• **ACTIVITY**
Please copy each line of the records below that includes the word "impl".

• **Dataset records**
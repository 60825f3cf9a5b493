//! Slot window for the circular pager.
//!
//! The pager renders through exactly [`SLOT_COUNT`] slots that are created
//! once and reused for the pager's lifetime. A page change never creates or
//! destroys a slot; it clears each slot and installs content for the slot's
//! new logical page.

use smallvec::SmallVec;

use ringpager_core::circular_index;

use super::content_provider::{PageContentProvider, SlotRole};

/// Number of physical render slots: previous, current, next.
pub const SLOT_COUNT: usize = 3;

/// Zero-based position of the slot holding the current page.
pub const CENTER_SLOT: usize = SLOT_COUNT / 2;

/// An owned content holder for one slot.
///
/// Content belongs to the slot only while installed; [`PageSlot::clear`]
/// hands it back to the caller, which returns it to the provider.
#[derive(Debug)]
pub struct PageSlot<C> {
    role: SlotRole,
    page_index: Option<usize>,
    content: Option<C>,
}

impl<C> PageSlot<C> {
    fn new(role: SlotRole) -> Self {
        Self {
            role,
            page_index: None,
            content: None,
        }
    }

    pub fn role(&self) -> SlotRole {
        self.role
    }

    /// Logical page currently shown in this slot.
    pub fn page_index(&self) -> Option<usize> {
        self.page_index
    }

    pub fn content(&self) -> Option<&C> {
        self.content.as_ref()
    }

    pub fn is_empty(&self) -> bool {
        self.content.is_none()
    }

    /// Removes the installed content, returning it with its page index.
    pub fn clear(&mut self) -> Option<(usize, C)> {
        let index = self.page_index.take()?;
        self.content.take().map(|content| (index, content))
    }

    /// Installs `content` for page `index`. The slot must be empty.
    pub fn install(&mut self, index: usize, content: C) {
        debug_assert!(self.is_empty(), "install into an occupied {:?} slot", self.role);
        self.page_index = Some(index);
        self.content = Some(content);
    }
}

/// The fixed ring of [`SLOT_COUNT`] slots.
#[derive(Debug)]
pub struct SlotWindow<C> {
    slots: SmallVec<[PageSlot<C>; SLOT_COUNT]>,
}

impl<C> SlotWindow<C> {
    /// Allocates the slots, all empty.
    pub fn new() -> Self {
        Self {
            slots: SlotRole::ALL.iter().map(|role| PageSlot::new(*role)).collect(),
        }
    }

    /// Computes the logical page for each slot when `center` is current.
    ///
    /// Returns `None` if `center` is not a valid index for `page_count`.
    pub fn indices_for(center: usize, page_count: usize) -> Option<[usize; SLOT_COUNT]> {
        let mut indices = [0; SLOT_COUNT];
        for (role, index) in SlotRole::ALL.iter().zip(indices.iter_mut()) {
            *index = circular_index(center, role.page_offset(), page_count)?;
        }
        Some(indices)
    }

    /// Replaces every slot's content with content for the pages around
    /// `center`.
    ///
    /// Old content is handed back through
    /// [`PageContentProvider::release_content`] before the new content is
    /// fetched. Returns the indices installed, or `None` (leaving the slots
    /// untouched) if `center` is out of range for `page_count`.
    pub fn populate<P>(
        &mut self,
        center: usize,
        page_count: usize,
        provider: &P,
    ) -> Option<[usize; SLOT_COUNT]>
    where
        P: PageContentProvider<Content = C> + ?Sized,
    {
        let indices = Self::indices_for(center, page_count)?;
        for (slot, &index) in self.slots.iter_mut().zip(indices.iter()) {
            if let Some((old_index, content)) = slot.clear() {
                provider.release_content(old_index, content);
            }
            let content = provider.content_for_page(index, slot.role);
            slot.install(index, content);
        }
        Some(indices)
    }

    /// Empties every slot, handing content back to `provider`.
    pub fn clear_all<P>(&mut self, provider: &P)
    where
        P: PageContentProvider<Content = C> + ?Sized,
    {
        for slot in self.slots.iter_mut() {
            if let Some((index, content)) = slot.clear() {
                provider.release_content(index, content);
            }
        }
    }

    pub fn slot(&self, role: SlotRole) -> &PageSlot<C> {
        &self.slots[role.position()]
    }

    pub fn iter(&self) -> impl Iterator<Item = &PageSlot<C>> {
        self.slots.iter()
    }

    /// Page index shown in each slot, left to right.
    pub fn page_indices(&self) -> [Option<usize>; SLOT_COUNT] {
        let mut indices = [None; SLOT_COUNT];
        for (index, slot) in indices.iter_mut().zip(self.slots.iter()) {
            *index = slot.page_index;
        }
        indices
    }
}

impl<C> Default for SlotWindow<C> {
    fn default() -> Self {
        Self::new()
    }
}

#[cfg(test)]
mod tests {
    use super::*;
    use std::cell::RefCell;

    struct Labels {
        count: usize,
        released: RefCell<Vec<usize>>,
    }

    impl PageContentProvider for Labels {
        type Content = String;

        fn page_count(&self) -> usize {
            self.count
        }

        fn content_for_page(&self, index: usize, role: SlotRole) -> String {
            format!("{index}:{role:?}")
        }

        fn release_content(&self, index: usize, _content: String) {
            self.released.borrow_mut().push(index);
        }
    }

    fn labels(count: usize) -> Labels {
        Labels {
            count,
            released: RefCell::new(Vec::new()),
        }
    }

    #[test]
    fn test_center_slot_is_middle() {
        assert_eq!(CENTER_SLOT, 1);
        assert_eq!(SlotRole::from_position(CENTER_SLOT), Some(SlotRole::Current));
    }

    #[test]
    fn test_indices_wrap_around_both_ends() {
        assert_eq!(SlotWindow::<()>::indices_for(0, 5), Some([4, 0, 1]));
        assert_eq!(SlotWindow::<()>::indices_for(4, 5), Some([3, 4, 0]));
        assert_eq!(SlotWindow::<()>::indices_for(0, 1), Some([0, 0, 0]));
        assert_eq!(SlotWindow::<()>::indices_for(5, 5), None);
    }

    #[test]
    fn test_populate_installs_role_content() {
        let provider = labels(3);
        let mut window = SlotWindow::new();

        assert_eq!(window.populate(1, 3, &provider), Some([0, 1, 2]));
        assert_eq!(window.slot(SlotRole::Previous).content().unwrap(), "0:Previous");
        assert_eq!(window.slot(SlotRole::Current).content().unwrap(), "1:Current");
        assert_eq!(window.slot(SlotRole::Next).content().unwrap(), "2:Next");
        assert!(provider.released.borrow().is_empty());
    }

    #[test]
    fn test_repopulate_releases_previous_content() {
        let provider = labels(3);
        let mut window = SlotWindow::new();
        window.populate(0, 3, &provider);
        window.populate(1, 3, &provider);

        assert_eq!(*provider.released.borrow(), vec![2, 0, 1]);
        assert_eq!(window.page_indices(), [Some(0), Some(1), Some(2)]);
    }

    #[test]
    fn test_invalid_center_leaves_slots_untouched() {
        let provider = labels(3);
        let mut window = SlotWindow::new();
        window.populate(2, 3, &provider);

        assert_eq!(window.populate(7, 3, &provider), None);
        assert_eq!(window.page_indices(), [Some(1), Some(2), Some(0)]);
    }

    #[test]
    fn test_clear_all_empties_every_slot() {
        let provider = labels(4);
        let mut window = SlotWindow::new();
        window.populate(0, 4, &provider);
        window.clear_all(&provider);

        assert!(window.iter().all(PageSlot::is_empty));
        assert_eq!(provider.released.borrow().len(), SLOT_COUNT);
    }
}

• **SOLUTION FOR THIS EXERCISE**
impl<C> PageSlot<C> {
impl<C> SlotWindow<C> {
    pub fn iter(&self) -> impl Iterator<Item = &PageSlot<C>> {
impl<C> Default for SlotWindow<C> {
    impl PageContentProvider for Labels {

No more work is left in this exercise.